[Records excerpted from a collection]
┄┄┄┄┄┄┄┄┄┄┄┄┄┄┄┄┄┄┄┄

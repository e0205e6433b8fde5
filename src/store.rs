use std::collections::BTreeMap;
use std::path::Path;
use std::sync::Mutex;

use rusqlite::{params, Connection, OptionalExtension};
use thiserror::Error;

// ---------------------------------------------------------------------------
// ConfigStore contract
// ---------------------------------------------------------------------------

#[derive(Error, Debug)]
pub enum ConfigStoreError {
    #[error("config database error: {0}")]
    Sqlite(#[from] rusqlite::Error),

    #[error("config store lock poisoned")]
    LockPoisoned,
}

/// Key lookup service mapping `(group, name)` to a value.
///
/// A missing key is `Ok(None)`; only backend failures are errors.
pub trait ConfigStore: Send + Sync {
    fn lookup(&self, group: &str, name: &str) -> Result<Option<String>, ConfigStoreError>;
}

// ---------------------------------------------------------------------------
// In-memory store
// ---------------------------------------------------------------------------

/// Parameter groups held in memory: group → name → value.
pub type ParameterGroups = BTreeMap<String, BTreeMap<String, String>>;

#[derive(Debug, Clone, Default)]
pub struct MemoryConfigStore {
    groups: ParameterGroups,
}

impl MemoryConfigStore {
    pub fn new() -> Self {
        Self::default()
    }

    pub fn from_groups(groups: ParameterGroups) -> Self {
        Self { groups }
    }

    pub fn insert(&mut self, group: &str, name: &str, value: impl Into<String>) {
        self.groups
            .entry(group.to_string())
            .or_default()
            .insert(name.to_string(), value.into());
    }

    /// Builder-style variant of [`insert`](Self::insert).
    pub fn with(mut self, group: &str, name: &str, value: impl Into<String>) -> Self {
        self.insert(group, name, value);
        self
    }
}

impl ConfigStore for MemoryConfigStore {
    fn lookup(&self, group: &str, name: &str) -> Result<Option<String>, ConfigStoreError> {
        Ok(self
            .groups
            .get(group)
            .and_then(|names| names.get(name))
            .cloned())
    }
}

// ---------------------------------------------------------------------------
// SQLite store
// ---------------------------------------------------------------------------

const SCHEMA: &str = r#"CREATE TABLE IF NOT EXISTS config (
    "group" TEXT NOT NULL,
    name    TEXT NOT NULL,
    value   TEXT
)"#;

/// Parameter store backed by a single `config("group", name, value)` table.
///
/// `rusqlite::Connection` is not `Sync`, so access goes through a mutex. Lookups
/// only ever happen from the worker that holds the execution gate, so there is
/// no contention in practice.
pub struct SqliteConfigStore {
    conn: Mutex<Connection>,
}

impl SqliteConfigStore {
    pub fn open(path: &Path) -> Result<Self, ConfigStoreError> {
        Self::from_connection(Connection::open(path)?)
    }

    pub fn open_in_memory() -> Result<Self, ConfigStoreError> {
        Self::from_connection(Connection::open_in_memory()?)
    }

    fn from_connection(conn: Connection) -> Result<Self, ConfigStoreError> {
        conn.execute(SCHEMA, [])?;
        Ok(Self {
            conn: Mutex::new(conn),
        })
    }

    fn conn(&self) -> Result<std::sync::MutexGuard<'_, Connection>, ConfigStoreError> {
        self.conn.lock().map_err(|_| ConfigStoreError::LockPoisoned)
    }

    /// Replace the whole table with `rows` of `(group, name, value)`.
    /// Returns the number of rows written.
    pub fn replace_all(&self, rows: &[(String, String, String)]) -> Result<usize, ConfigStoreError> {
        let mut conn = self.conn()?;
        let tx = conn.transaction()?;
        tx.execute("DELETE FROM config", [])?;
        let mut count = 0;
        {
            let mut stmt = tx.prepare(r#"INSERT INTO config ("group", name, value) VALUES (?1, ?2, ?3)"#)?;
            for (group, name, value) in rows {
                count += stmt.execute(params![group, name, value])?;
            }
        }
        tx.commit()?;
        Ok(count)
    }

    /// All name/value pairs stored under `group`.
    pub fn entries(&self, group: &str) -> Result<BTreeMap<String, String>, ConfigStoreError> {
        let conn = self.conn()?;
        let mut stmt = conn.prepare(r#"SELECT name, value FROM config WHERE "group" = ?1"#)?;
        let rows = stmt.query_map(params![group], |row| {
            Ok((row.get::<_, String>(0)?, row.get::<_, Option<String>>(1)?))
        })?;
        let mut out = BTreeMap::new();
        for row in rows {
            let (name, value) = row?;
            if let Some(value) = value {
                out.insert(name, value);
            }
        }
        Ok(out)
    }

    /// Reverse lookup: `(group, name)` pairs whose value equals `value`.
    pub fn names_for_value(&self, value: &str) -> Result<Vec<(String, String)>, ConfigStoreError> {
        let conn = self.conn()?;
        let mut stmt =
            conn.prepare(r#"SELECT "group", name FROM config WHERE value = ?1 ORDER BY "group", name"#)?;
        let rows = stmt.query_map(params![value], |row| Ok((row.get(0)?, row.get(1)?)))?;
        rows.collect::<Result<Vec<_>, _>>().map_err(Into::into)
    }
}

impl ConfigStore for SqliteConfigStore {
    fn lookup(&self, group: &str, name: &str) -> Result<Option<String>, ConfigStoreError> {
        let conn = self.conn()?;
        let value: Option<Option<String>> = conn
            .query_row(
                r#"SELECT value FROM config WHERE "group" = ?1 AND name = ?2"#,
                params![group, name],
                |row| row.get(0),
            )
            .optional()?;
        Ok(value.flatten())
    }
}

┄┄┄┄┄┄┄┄┄┄┄┄┄┄┄┄┄┄┄┄

• Problem requirements
Scan the entries above. Copy each line that has the string "with".

• Finished exercise
    pub fn with(mut self, group: &str, name: &str, value: impl Into<String>) -> Self {
    /// Replace the whole table with `rows` of `(group, name, value)`.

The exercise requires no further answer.